■ Task to complete: Among the lines below, return each one that contains the word "Draft".

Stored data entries
____________________
//! Migration domain types shared across the workspace: source platform,
//! status state machine, phase ordering, per-entity counters, and the bounded
//! error log entry shape.

use std::fmt;
use std::str::FromStr;

use chrono::{DateTime, Utc};
use serde::{Deserialize, Serialize};

/// Source commerce platform a migration imports from.
#[derive(Debug, Clone, Copy, PartialEq, Eq, Serialize, Deserialize)]
#[serde(rename_all = "lowercase")]
pub enum Platform {
    Shopify,
    Etsy,
}

impl Platform {
    #[must_use]
    pub fn as_str(self) -> &'static str {
        match self {
            Platform::Shopify => "shopify",
            Platform::Etsy => "etsy",
        }
    }
}

impl fmt::Display for Platform {
    fn fmt(&self, f: &mut fmt::Formatter<'_>) -> fmt::Result {
        f.write_str(self.as_str())
    }
}

impl FromStr for Platform {
    type Err = String;

    fn from_str(s: &str) -> Result<Self, Self::Err> {
        match s {
            "shopify" => Ok(Platform::Shopify),
            "etsy" => Ok(Platform::Etsy),
            other => Err(format!("unknown platform: {other}")),
        }
    }
}

/// Migration lifecycle status.
///
/// Transitions: `connected → running → {paused | completed | failed |
/// cancelled}`. `paused` and `cancelled` can re-enter `running`; `completed`
/// and `failed` are terminal.
#[derive(Debug, Clone, Copy, PartialEq, Eq, Serialize, Deserialize)]
#[serde(rename_all = "lowercase")]
pub enum MigrationStatus {
    Connected,
    Running,
    Paused,
    Completed,
    Failed,
    Cancelled,
}

impl MigrationStatus {
    #[must_use]
    pub fn as_str(self) -> &'static str {
        match self {
            MigrationStatus::Connected => "connected",
            MigrationStatus::Running => "running",
            MigrationStatus::Paused => "paused",
            MigrationStatus::Completed => "completed",
            MigrationStatus::Failed => "failed",
            MigrationStatus::Cancelled => "cancelled",
        }
    }

    /// `true` for states the pipeline will never leave.
    #[must_use]
    pub fn is_terminal(self) -> bool {
        matches!(self, MigrationStatus::Completed | MigrationStatus::Failed)
    }

    /// `true` for states a new pipeline invocation may claim.
    #[must_use]
    pub fn is_resumable(self) -> bool {
        matches!(
            self,
            MigrationStatus::Connected | MigrationStatus::Paused | MigrationStatus::Cancelled
        )
    }
}

impl fmt::Display for MigrationStatus {
    fn fmt(&self, f: &mut fmt::Formatter<'_>) -> fmt::Result {
        f.write_str(self.as_str())
    }
}

impl FromStr for MigrationStatus {
    type Err = String;

    fn from_str(s: &str) -> Result<Self, Self::Err> {
        match s {
            "connected" => Ok(MigrationStatus::Connected),
            "running" => Ok(MigrationStatus::Running),
            "paused" => Ok(MigrationStatus::Paused),
            "completed" => Ok(MigrationStatus::Completed),
            "failed" => Ok(MigrationStatus::Failed),
            "cancelled" => Ok(MigrationStatus::Cancelled),
            other => Err(format!("unknown migration status: {other}")),
        }
    }
}

/// One entity type's migration sub-process.
#[derive(Debug, Clone, Copy, PartialEq, Eq, Serialize, Deserialize)]
#[serde(rename_all = "lowercase")]
pub enum MigrationPhase {
    Products,
    Collections,
    Customers,
    Coupons,
    Orders,
}

impl MigrationPhase {
    /// The fixed order phases run in within a single pipeline invocation.
    pub const ORDER: [MigrationPhase; 5] = [
        MigrationPhase::Products,
        MigrationPhase::Collections,
        MigrationPhase::Customers,
        MigrationPhase::Coupons,
        MigrationPhase::Orders,
    ];

    #[must_use]
    pub fn as_str(self) -> &'static str {
        match self {
            MigrationPhase::Products => "products",
            MigrationPhase::Collections => "collections",
            MigrationPhase::Customers => "customers",
            MigrationPhase::Coupons => "coupons",
            MigrationPhase::Orders => "orders",
        }
    }

    /// Error-log kind used for per-record failures in this phase.
    #[must_use]
    pub fn error_kind(self) -> MigrationErrorKind {
        match self {
            MigrationPhase::Products => MigrationErrorKind::Product,
            MigrationPhase::Collections => MigrationErrorKind::Collection,
            MigrationPhase::Customers => MigrationErrorKind::Customer,
            MigrationPhase::Coupons => MigrationErrorKind::Coupon,
            MigrationPhase::Orders => MigrationErrorKind::Order,
        }
    }
}

impl fmt::Display for MigrationPhase {
    fn fmt(&self, f: &mut fmt::Formatter<'_>) -> fmt::Result {
        f.write_str(self.as_str())
    }
}

impl FromStr for MigrationPhase {
    type Err = String;

    fn from_str(s: &str) -> Result<Self, Self::Err> {
        match s {
            "products" => Ok(MigrationPhase::Products),
            "collections" => Ok(MigrationPhase::Collections),
            "customers" => Ok(MigrationPhase::Customers),
            "coupons" => Ok(MigrationPhase::Coupons),
            "orders" => Ok(MigrationPhase::Orders),
            other => Err(format!("unknown migration phase: {other}")),
        }
    }
}

/// Status assigned to products created by the import.
#[derive(Debug, Clone, Copy, PartialEq, Eq, Serialize, Deserialize)]
#[serde(rename_all = "lowercase")]
pub enum ProductStatus {
    Draft,
    Active,
}

impl ProductStatus {
    #[must_use]
    pub fn as_str(self) -> &'static str {
        match self {
            ProductStatus::Draft => "draft",
            ProductStatus::Active => "active",
        }
    }
}

/// User-supplied migration configuration, immutable for the run.
#[derive(Debug, Clone, Serialize, Deserialize)]
pub struct MigrationConfig {
    #[serde(default = "default_true")]
    pub import_products: bool,
    #[serde(default = "default_true")]
    pub import_collections: bool,
    #[serde(default = "default_true")]
    pub import_customers: bool,
    #[serde(default = "default_true")]
    pub import_coupons: bool,
    #[serde(default = "default_true")]
    pub import_orders: bool,
    #[serde(default = "default_product_status")]
    pub product_status: ProductStatus,
}

fn default_true() -> bool {
    true
}

fn default_product_status() -> ProductStatus {
    ProductStatus::Draft
}

impl Default for MigrationConfig {
    fn default() -> Self {
        Self {
            import_products: true,
            import_collections: true,
            import_customers: true,
            import_coupons: true,
            import_orders: true,
            product_status: ProductStatus::Draft,
        }
    }
}

impl MigrationConfig {
    /// Whether the user opted this phase in.
    #[must_use]
    pub fn phase_enabled(&self, phase: MigrationPhase) -> bool {
        match phase {
            MigrationPhase::Products => self.import_products,
            MigrationPhase::Collections => self.import_collections,
            MigrationPhase::Customers => self.import_customers,
            MigrationPhase::Coupons => self.import_coupons,
            MigrationPhase::Orders => self.import_orders,
        }
    }
}

/// Per-entity progress counters for one migration.
///
/// The pipeline accumulates these in memory and flushes absolute values in a
/// single version-guarded update, so no read-modify-write increments ever hit
/// the store.
#[derive(Debug, Clone, Copy, Default, PartialEq, Eq, Serialize, Deserialize)]
pub struct MigrationCounters {
    pub total_products: i32,
    pub migrated_products: i32,
    pub failed_products: i32,
    pub total_collections: i32,
    pub migrated_collections: i32,
    pub failed_collections: i32,
    pub total_images: i32,
    pub migrated_images: i32,
    pub failed_images: i32,
    pub total_customers: i32,
    pub migrated_customers: i32,
    pub failed_customers: i32,
    pub total_coupons: i32,
    pub migrated_coupons: i32,
    pub failed_coupons: i32,
    pub total_orders: i32,
    pub migrated_orders: i32,
    pub failed_orders: i32,
}

impl MigrationCounters {
    #[must_use]
    pub fn total_for(&self, phase: MigrationPhase) -> i32 {
        match phase {
            MigrationPhase::Products => self.total_products,
            MigrationPhase::Collections => self.total_collections,
            MigrationPhase::Customers => self.total_customers,
            MigrationPhase::Coupons => self.total_coupons,
            MigrationPhase::Orders => self.total_orders,
        }
    }

    pub fn set_total(&mut self, phase: MigrationPhase, total: i32) {
        match phase {
            MigrationPhase::Products => self.total_products = total,
            MigrationPhase::Collections => self.total_collections = total,
            MigrationPhase::Customers => self.total_customers = total,
            MigrationPhase::Coupons => self.total_coupons = total,
            MigrationPhase::Orders => self.total_orders = total,
        }
    }

    pub fn record_migrated(&mut self, phase: MigrationPhase) {
        match phase {
            MigrationPhase::Products => self.migrated_products += 1,
            MigrationPhase::Collections => self.migrated_collections += 1,
            MigrationPhase::Customers => self.migrated_customers += 1,
            MigrationPhase::Coupons => self.migrated_coupons += 1,
            MigrationPhase::Orders => self.migrated_orders += 1,
        }
    }

    pub fn record_failed(&mut self, phase: MigrationPhase) {
        match phase {
            MigrationPhase::Products => self.failed_products += 1,
            MigrationPhase::Collections => self.failed_collections += 1,
            MigrationPhase::Customers => self.failed_customers += 1,
            MigrationPhase::Coupons => self.failed_coupons += 1,
            MigrationPhase::Orders => self.failed_orders += 1,
        }
    }
}

/// Classification for entries in a migration's bounded error log.
#[derive(Debug, Clone, Copy, PartialEq, Eq, Serialize, Deserialize)]
#[serde(rename_all = "snake_case")]
pub enum MigrationErrorKind {
    Auth,
    RateLimit,
    Product,
    Collection,
    Order,
    Customer,
    Coupon,
    Image,
    Pipeline,
}

/// One entry in the append-only error log (capped at 100 in the store).
#[derive(Debug, Clone, Serialize, Deserialize)]
pub struct MigrationErrorEntry {
    pub kind: MigrationErrorKind,
    #[serde(default, skip_serializing_if = "Option::is_none")]
    pub source_id: Option<String>,
    #[serde(default, skip_serializing_if = "Option::is_none")]
    pub title: Option<String>,
    pub message: String,
    pub occurred_at: DateTime<Utc>,
}

impl MigrationErrorEntry {
    #[must_use]
    pub fn new(kind: MigrationErrorKind, message: impl Into<String>) -> Self {
        Self {
            kind,
            source_id: None,
            title: None,
            message: message.into(),
            occurred_at: Utc::now(),
        }
    }

    #[must_use]
    pub fn with_record(mut self, source_id: impl Into<String>, title: impl Into<String>) -> Self {
        self.source_id = Some(source_id.into());
        self.title = Some(title.into());
        self
    }
}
____________________
■ Final answer:
    Draft,
            ProductStatus::Draft => "draft",
    ProductStatus::Draft
            product_status: ProductStatus::Draft,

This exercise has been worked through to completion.